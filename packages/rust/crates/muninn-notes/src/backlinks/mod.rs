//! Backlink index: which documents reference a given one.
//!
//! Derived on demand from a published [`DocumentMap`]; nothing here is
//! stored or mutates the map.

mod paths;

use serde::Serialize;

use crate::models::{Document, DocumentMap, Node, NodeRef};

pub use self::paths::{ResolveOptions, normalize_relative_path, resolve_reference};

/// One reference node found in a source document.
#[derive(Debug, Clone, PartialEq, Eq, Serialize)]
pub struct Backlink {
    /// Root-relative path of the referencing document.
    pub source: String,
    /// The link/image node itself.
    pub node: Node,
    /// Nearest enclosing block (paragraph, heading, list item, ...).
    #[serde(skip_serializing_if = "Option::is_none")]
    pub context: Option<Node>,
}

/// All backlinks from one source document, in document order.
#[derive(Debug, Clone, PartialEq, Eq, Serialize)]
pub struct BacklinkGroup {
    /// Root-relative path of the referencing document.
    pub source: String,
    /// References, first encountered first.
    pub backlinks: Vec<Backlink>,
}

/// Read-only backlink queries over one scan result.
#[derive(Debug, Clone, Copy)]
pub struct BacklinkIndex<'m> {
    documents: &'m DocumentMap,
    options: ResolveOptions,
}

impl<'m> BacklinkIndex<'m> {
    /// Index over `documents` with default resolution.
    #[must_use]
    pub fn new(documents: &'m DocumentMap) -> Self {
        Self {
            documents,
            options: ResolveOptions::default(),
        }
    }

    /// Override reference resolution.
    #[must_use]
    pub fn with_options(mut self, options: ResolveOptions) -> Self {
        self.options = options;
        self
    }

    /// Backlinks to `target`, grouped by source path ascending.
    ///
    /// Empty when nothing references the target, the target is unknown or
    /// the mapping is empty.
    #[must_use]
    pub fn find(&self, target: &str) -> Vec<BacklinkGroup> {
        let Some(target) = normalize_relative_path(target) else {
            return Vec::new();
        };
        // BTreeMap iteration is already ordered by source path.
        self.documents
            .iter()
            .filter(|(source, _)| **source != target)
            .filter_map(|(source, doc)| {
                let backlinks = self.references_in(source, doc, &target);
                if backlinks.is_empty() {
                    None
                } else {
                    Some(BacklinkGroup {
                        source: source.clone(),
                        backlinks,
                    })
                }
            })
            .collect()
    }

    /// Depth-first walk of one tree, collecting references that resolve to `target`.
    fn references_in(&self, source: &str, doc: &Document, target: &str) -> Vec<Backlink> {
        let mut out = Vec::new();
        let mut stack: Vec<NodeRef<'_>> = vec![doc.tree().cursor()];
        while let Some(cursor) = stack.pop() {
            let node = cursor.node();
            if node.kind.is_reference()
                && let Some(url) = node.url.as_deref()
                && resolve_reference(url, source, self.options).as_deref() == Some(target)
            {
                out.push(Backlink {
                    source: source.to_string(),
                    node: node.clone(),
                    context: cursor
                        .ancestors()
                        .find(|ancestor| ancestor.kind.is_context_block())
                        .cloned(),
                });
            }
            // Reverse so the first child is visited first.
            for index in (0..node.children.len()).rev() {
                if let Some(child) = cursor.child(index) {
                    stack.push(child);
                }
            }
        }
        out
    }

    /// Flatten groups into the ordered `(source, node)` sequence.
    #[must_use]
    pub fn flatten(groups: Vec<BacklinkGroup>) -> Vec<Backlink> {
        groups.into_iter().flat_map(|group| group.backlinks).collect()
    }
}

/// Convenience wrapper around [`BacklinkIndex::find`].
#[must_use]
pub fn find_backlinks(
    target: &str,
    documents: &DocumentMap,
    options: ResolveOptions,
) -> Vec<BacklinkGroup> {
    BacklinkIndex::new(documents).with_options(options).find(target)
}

++++++++++++++++++++

§ **PROBLEM TO SOLVE**
The first line of the entries above marks where to begin; repeat each line exactly through the one that contains "one scan result.", and include that line.

§ **RESULT**
filename packages/rust/crates/muninn-notes/src/backlinks/mod.rs
//! Backlink index: which documents reference a given one.
//!
//! Derived on demand from a published [`DocumentMap`]; nothing here is
//! stored or mutates the map.

mod paths;

use serde::Serialize;

use crate::models::{Document, DocumentMap, Node, NodeRef};

pub use self::paths::{ResolveOptions, normalize_relative_path, resolve_reference};

/// One reference node found in a source document.
#[derive(Debug, Clone, PartialEq, Eq, Serialize)]
pub struct Backlink {
    /// Root-relative path of the referencing document.
    pub source: String,
    /// The link/image node itself.
    pub node: Node,
    /// Nearest enclosing block (paragraph, heading, list item, ...).
    #[serde(skip_serializing_if = "Option::is_none")]
    pub context: Option<Node>,
}

/// All backlinks from one source document, in document order.
#[derive(Debug, Clone, PartialEq, Eq, Serialize)]
pub struct BacklinkGroup {
    /// Root-relative path of the referencing document.
    pub source: String,
    /// References, first encountered first.
    pub backlinks: Vec<Backlink>,
}

/// Read-only backlink queries over one scan result.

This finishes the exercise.